Nordhausen (Mittelbau-Dora) 1943-45

Shortly after three o’clock in the morning on the 1st February 1945 a V2 rocket fired from German occupied Holland slammed into Barnby Road, just behind West Ham Police Station. The ensuing explosion reduced most of the street to a heap of brick dust and rubble - something that was revealed by the headlights of police cars who illuminated the scene for rescue workers (Stratford Express, 16 Feb, 1945). Twenty nine people died including a fireman (Jim Chinnick) who lost his life in the ruins of No. 60 where five members of the Homewood family had been killed by the blast. Along the street two of my relatives also lost their lives - Matilda Curme (aged 44) and her son Dennis (aged 13) were asleep in bed when their home disintegrated around them. Ironically, Matilda's husband George Curme, was serving with the RASC on the Western Front at the time. He went on to live for 90 years, eventually passing away in July 1992. 

Barnby Street - Photo by Warden Ted Carter - After the Battle

During the period October 1944 to March 1945, over 3,000 V2 rockets were fired and in respect of those that were targeted at London, 2,754 civilians were killed and over 6,500 were injured. The V-weapon programme took a heavy toll of Belgian, British, French and Dutch civilians. To this depressing figure, one must add the countless thousands of slave labourers who lost their lives at the Mittelbau-Dora concentration camp which served a huge network of underground factories near Nordhausen in the Harz Mountains. Production had been moved to Nordhausen in 1944 after the RAF's Operation Hydra had rendered the V-Weapons development site at Peenemunde unviable in the summer of the previous year. 

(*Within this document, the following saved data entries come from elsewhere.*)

//! Parse tree to typed tree
//!
//! Walks a [`StatementSyntax`] in source order and fires the matching
//! factory actions, so scopes open and close exactly around the operands
//! they cover. Infix chains are grouped here with [`climb`]. Every error
//! leaving the walk carries the location of the innermost construct that
//! raised it.

use relq_ast::{Node, Statement};
use relq_diagnostics::{RQ0101, SourceLocation};
use relq_types::{CompileContext, DataType, Heading, Value};

use crate::allbut::FieldSpec;
use crate::catalog::Catalog;
use crate::error::FactoryResult;
use crate::factory::AstFactory;
use crate::grammar::{Expr, ExprSyntax, FieldList, FieldSyntax, Mark, StatementSyntax, TypeSyntax};
use crate::infix::climb;

/// Maps marks of one statement to locations in the whole input
#[derive(Debug, Clone, Copy)]
pub struct Locator<'s> {
    source: &'s str,
    start: usize,
    len: usize,
}

impl<'s> Locator<'s> {
    /// The statement is `source[start..start + len]`
    pub fn new(source: &'s str, start: usize, len: usize) -> Self {
        Self { source, start, len }
    }

    pub fn at(self, mark: Mark) -> SourceLocation {
        self.offset(mark.offset(self.len))
    }

    /// A byte offset relative to the statement
    pub fn offset(self, offset: usize) -> SourceLocation {
        SourceLocation::from_offset(self.start + offset, self.source)
    }
}

pub struct Builder<'a> {
    factory: AstFactory<'a>,
    locate: Locator<'a>,
}

impl<'a> Builder<'a> {
    pub fn new(ctx: &'a mut CompileContext, catalog: &'a mut dyn Catalog, locate: Locator<'a>) -> Self {
        Self {
            factory: AstFactory::new(ctx, catalog),
            locate,
        }
    }

    pub fn statement(&mut self, syntax: &StatementSyntax) -> FactoryResult<Statement> {
        match syntax {
            StatementSyntax::Expr(expr) => {
                let node = self.expr(expr)?;
                Ok(self.factory.expression(node))
            }
            StatementSyntax::Assign { name, value, mark } => {
                let value = self.expr(value)?;
                let at = self.locate.at(*mark);
                self.factory.assign(name, value).map_err(|e| e.or_at(at))
            }
            StatementSyntax::Define {
                name,
                params,
                returns,
                body,
                mark,
            } => {
                let at = self.locate.at(*mark);
                let params = self.heading_of(params)?;
                let returns = returns.as_ref().map(|t| self.type_of(t)).transpose()?;
                self.factory.enter_define(name, &params).map_err(|e| e.or_at(at.clone()))?;
                let body = self.expr(body)?;
                self.factory
                    .define(name, params, returns, body)
                    .map_err(|e| e.or_at(at))
            }
            StatementSyntax::TypeDef {
                name,
                supertype,
                components,
                mark,
            } => {
                let components = self.heading_of(components)?;
                let at = self.locate.at(*mark);
                let parent_at = supertype.as_ref().map(|(_, m)| self.locate.at(*m));
                self.factory
                    .type_def(name, supertype.as_ref().map(|(s, _)| s.as_str()), components)
                    .map_err(|e| match parent_at {
                        Some(parent_at) if e.code() == RQ0101 => e.or_at(parent_at),
                        _ => e.or_at(at),
                    })
            }
        }
    }

    fn expr(&mut self, expr: &Expr) -> FactoryResult<Node> {
        let at = self.locate.at(expr.mark);
        self.build(expr).map_err(|e| e.or_at(at))
    }

    fn build(&mut self, expr: &Expr) -> FactoryResult<Node> {
        match &expr.kind {
            ExprSyntax::Number(n) => Ok(self.factory.literal(*n)),
            ExprSyntax::Text(s) => Ok(self.factory.literal(s.as_str())),
            ExprSyntax::Bool(b) => Ok(self.factory.literal(*b)),
            ExprSyntax::Time(t) => Ok(self.factory.literal(Value::Time(*t))),
            ExprSyntax::Name(name) => self.factory.name(name),
            ExprSyntax::CurrentRow => self.factory.current_row(),
            ExprSyntax::Call { name, args } => {
                let args = self.exprs(args)?;
                self.factory.call(name, args)
            }
            ExprSyntax::Fold { op, arg } => {
                let arg = self.expr(arg)?;
                self.factory.fold(op, arg)
            }
            ExprSyntax::Infix { first, rest } => {
                let first = self.expr(first)?;
                let mut operands = Vec::with_capacity(rest.len());
                for (op, operand) in rest {
                    operands.push((op, self.expr(operand)?));
                }
                let locate = self.locate;
                let factory = &mut self.factory;
                climb(
                    first,
                    operands,
                    |op| AstFactory::precedence(&op.name),
                    |lhs, op, rhs| {
                        factory
                            .binary(&op.name, lhs, rhs)
                            .map_err(|e| e.or_at(locate.at(op.mark)))
                    },
                )
            }
            ExprSyntax::Not(arg) => {
                let arg = self.expr(arg)?;
                self.factory.not(arg)
            }
            ExprSyntax::Neg(arg) => {
                let arg = self.expr(arg)?;
                self.factory.negate(arg)
            }
            ExprSyntax::Member { base, name } => {
                let base = self.expr(base)?;
                self.factory.member(base, name)
            }
            ExprSyntax::Where { base, predicate } => {
                let base = self.expr(base)?;
                self.factory.enter_restrict(&base)?;
                let predicate = self.expr(predicate)?;
                self.factory.restrict(base, predicate)
            }
            ExprSyntax::Fields { .. } => self.field_chain(expr),
            ExprSyntax::Row(fields) => {
                let fields = self.bindings(fields)?;
                self.factory.row(fields)
            }
            ExprSyntax::Table(rows) => {
                let mut built = Vec::with_capacity(rows.len());
                for row in rows {
                    built.push(self.bindings(row)?);
                }
                self.factory.table(built)
            }
            ExprSyntax::EmptyTable(columns) => {
                let heading = self.heading_of(columns)?;
                Ok(self.factory.empty_table(heading))
            }
            ExprSyntax::Block { locals, body } => {
                let first = self.factory.enter_block();
                for (name, value) in locals {
                    let at = self.locate.at(value.mark);
                    self.factory.begin_local();
                    let value = self.expr(value)?;
                    self.factory.bind_local(name, value).map_err(|e| e.or_at(at))?;
                }
                let body = self.expr(body)?;
                self.factory.block(first, body)
            }
        }
    }

    fn exprs(&mut self, exprs: &[Expr]) -> FactoryResult<Vec<Node>> {
        exprs.iter().map(|e| self.expr(e)).collect()
    }

    fn bindings(&mut self, fields: &[(String, Expr)]) -> FactoryResult<Vec<(String, Node)>> {
        fields
            .iter()
            .map(|(name, value)| Ok((name.clone(), self.expr(value)?)))
            .collect()
    }

    /// `base.{..}.{..}`: each list after the first continues in the fold
    /// scope of the previous one
    fn field_chain(&mut self, expr: &Expr) -> FactoryResult<Node> {
        let mut lists = Vec::new();
        let mut current = expr;
        while let ExprSyntax::Fields { base, list } = &current.kind {
            lists.push((list, current.mark));
            current = base;
        }
        lists.reverse();

        let mut node = self.expr(current)?;
        let last = lists.len().saturating_sub(1);
        for (i, (list, mark)) in lists.into_iter().enumerate() {
            let at = self.locate.at(mark);
            node = self
                .field_list(node, list, i > 0, i < last)
                .map_err(|e| e.or_at(at))?;
        }
        Ok(node)
    }

    fn field_list(&mut self, base: Node, list: &FieldList, chained: bool, keep_open: bool) -> FactoryResult<Node> {
        if chained {
            self.factory.chain_fields(&base, list.all_but)?;
        } else {
            self.factory.enter_fields(&base, list.all_but)?;
        }

        let mut order = Vec::with_capacity(list.order.len());
        for key in &list.order {
            let at = self.locate.at(key.mark);
            let segment = self
                .factory
                .order_key(&key.name, key.descending, key.grouped)
                .map_err(|e| e.or_at(at))?;
            order.push(segment);
        }

        let mut entries = Vec::with_capacity(list.fields.len());
        for field in &list.fields {
            match field {
                FieldSyntax::Name(name, _) => entries.push(FieldSpec::Project(name.clone())),
                FieldSyntax::Assign { name, value, mark } => {
                    if let ExprSyntax::Name(from) = &value.kind {
                        if self.factory.is_rename(from) {
                            entries.push(FieldSpec::Rename {
                                from: from.clone(),
                                to: name.clone(),
                            });
                            continue;
                        }
                    }
                    let at = self.locate.at(*mark);
                    self.factory.begin_field()?;
                    let value = self.expr(value)?;
                    let segment = self.factory.end_field(name, value).map_err(|e| e.or_at(at))?;
                    entries.push(FieldSpec::Extend(name.clone(), segment));
                }
            }
        }

        self.factory.finish_fields(base, order, entries, keep_open)
    }

    fn type_of(&self, ty: &TypeSyntax) -> FactoryResult<DataType> {
        match ty {
            TypeSyntax::Named(name, mark) => self
                .factory
                .named_type(name)
                .map_err(|e| e.or_at(self.locate.at(*mark))),
            TypeSyntax::Tuple(columns) => Ok(DataType::Tuple(self.heading_of(columns)?)),
            TypeSyntax::Relation(columns) => Ok(DataType::Relation(self.heading_of(columns)?)),
        }
    }

    fn heading_of(&self, columns: &[(String, TypeSyntax)]) -> FactoryResult<Heading> {
        let columns = columns
            .iter()
            .map(|(name, ty)| Ok((name.clone(), self.type_of(ty)?)))
            .collect::<FactoryResult<Vec<_>>>()?;
        self.factory.heading(columns)
    }
}

#[cfg(test)]
mod tests {
    use super::*;
    use crate::catalog::MemoryCatalog;
    use crate::grammar::parse_statement;
    use pretty_assertions::assert_eq;
    use relq_ast::{CallNode, TransformKind};
    use relq_diagnostics::{ErrorCode, RQ0103, RQ0110, RQ0111, RQ0112};
    use relq_types::Column;
    use rstest::rstest;

    fn catalog() -> MemoryCatalog {
        let mut catalog = MemoryCatalog::new();
        let heading = Heading::from_columns([
            Column::new("name", DataType::Text),
            Column::new("dept", DataType::Text),
            Column::new("salary", DataType::Number),
        ])
        .unwrap();
        catalog.add_variable("staff", DataType::Relation(heading)).unwrap();
        catalog
    }

    fn compile(text: &str) -> FactoryResult<Statement> {
        let mut ctx = CompileContext::new();
        let mut catalog = catalog();
        let syntax = parse_statement(text).unwrap();
        let result = Builder::new(&mut ctx, &mut catalog, Locator::new(text, 0, text.len())).statement(&syntax);
        if result.is_ok() {
            assert!(ctx.in_sync());
            assert_eq!(ctx.depth(), 0);
        }
        result
    }

    fn root(text: &str) -> Node {
        match compile(text).unwrap() {
            Statement::Expression(node) => node,
            other => panic!("not an expression: {other:?}"),
        }
    }

    #[test]
    fn multiplication_binds_tighter() {
        let Node::Call(CallNode { call, args, .. }) = root("1 + 2 * 3") else {
            panic!("expected a call");
        };
        assert_eq!(call.name, "+");
        assert!(matches!(&args[1], Node::Call(c) if c.call.name == "*"));
    }

    #[test]
    fn grouped_aggregate() {
        let Node::Transform(t) = root("staff.{ dept, n := count(), top := max(salary) }") else {
            panic!("expected a transform");
        };
        assert_eq!(t.kind, TransformKind::Aggregating);
        assert_eq!(t.accums, 2);
        assert_eq!(t.fields.len(), 3);
    }

    #[test]
    fn chained_lists_restart_accumulators() {
        let Node::Transform(outer) = root("staff.{ dept, n := count() }.{ n, m := count() }") else {
            panic!("expected a transform");
        };
        assert_eq!(outer.accums, 1);
        assert!(matches!(&*outer.base, Node::Transform(inner) if inner.accums == 1));
    }

    #[test]
    fn all_but_rename() {
        let node = root("staff.{ *, who := name }");
        assert!(matches!(node, Node::Rename(r) if r.pairs == vec![("name".to_string(), "who".to_string())]));
    }

    #[test]
    fn restriction_reads_its_columns() {
        let Node::Restrict(r) = root("staff.where(salary > 10)") else {
            panic!("expected a restriction");
        };
        assert_eq!(r.predicate.lookup.names().collect::<Vec<_>>(), vec!["salary"]);
    }

    #[rstest]
    #[case("count()", RQ0110)]
    #[case("staff.where(count() > 1)", RQ0110)]
    #[case("ord()", RQ0111)]
    #[case("staff.where(salary)", RQ0103)]
    #[case("staff.{ nope }", RQ0112)]
    fn semantic_errors(#[case] text: &str, #[case] code: ErrorCode) {
        assert_eq!(compile(text).unwrap_err().code(), code);
    }

    #[test]
    fn error_points_at_operator() {
        let err = compile("1 + 'a'").unwrap_err();
        assert_eq!(err.location().map(|l| l.offset), Some(2));
        let err = compile("staff.{ n := nope }").unwrap_err();
        assert_eq!(err.location().map(|l| l.offset), Some(13));
    }
}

The Site of Mittelbau-Dora Concentration Camp

Workers in the Tunnels

On a road trip from Frankfurt to Hamburg earlier this year, my wife and I decided to make a detour having established that it is possible to get down into the tunnels at the Nordhausen Mittelwerk factory. The site is now a memorial to the victims of the Nazi regime, and there is a sensitively positioned information centre just inside the original camp entrance. The Concentration Camp buildings are long gone as are the nearby SS barracks and the busy railway siding that brought workers in and took completed rockets out. The site, which is not as mountainous as I'd imagined, is on a wide level plain adjacent to a large hill in which the production facilities were built.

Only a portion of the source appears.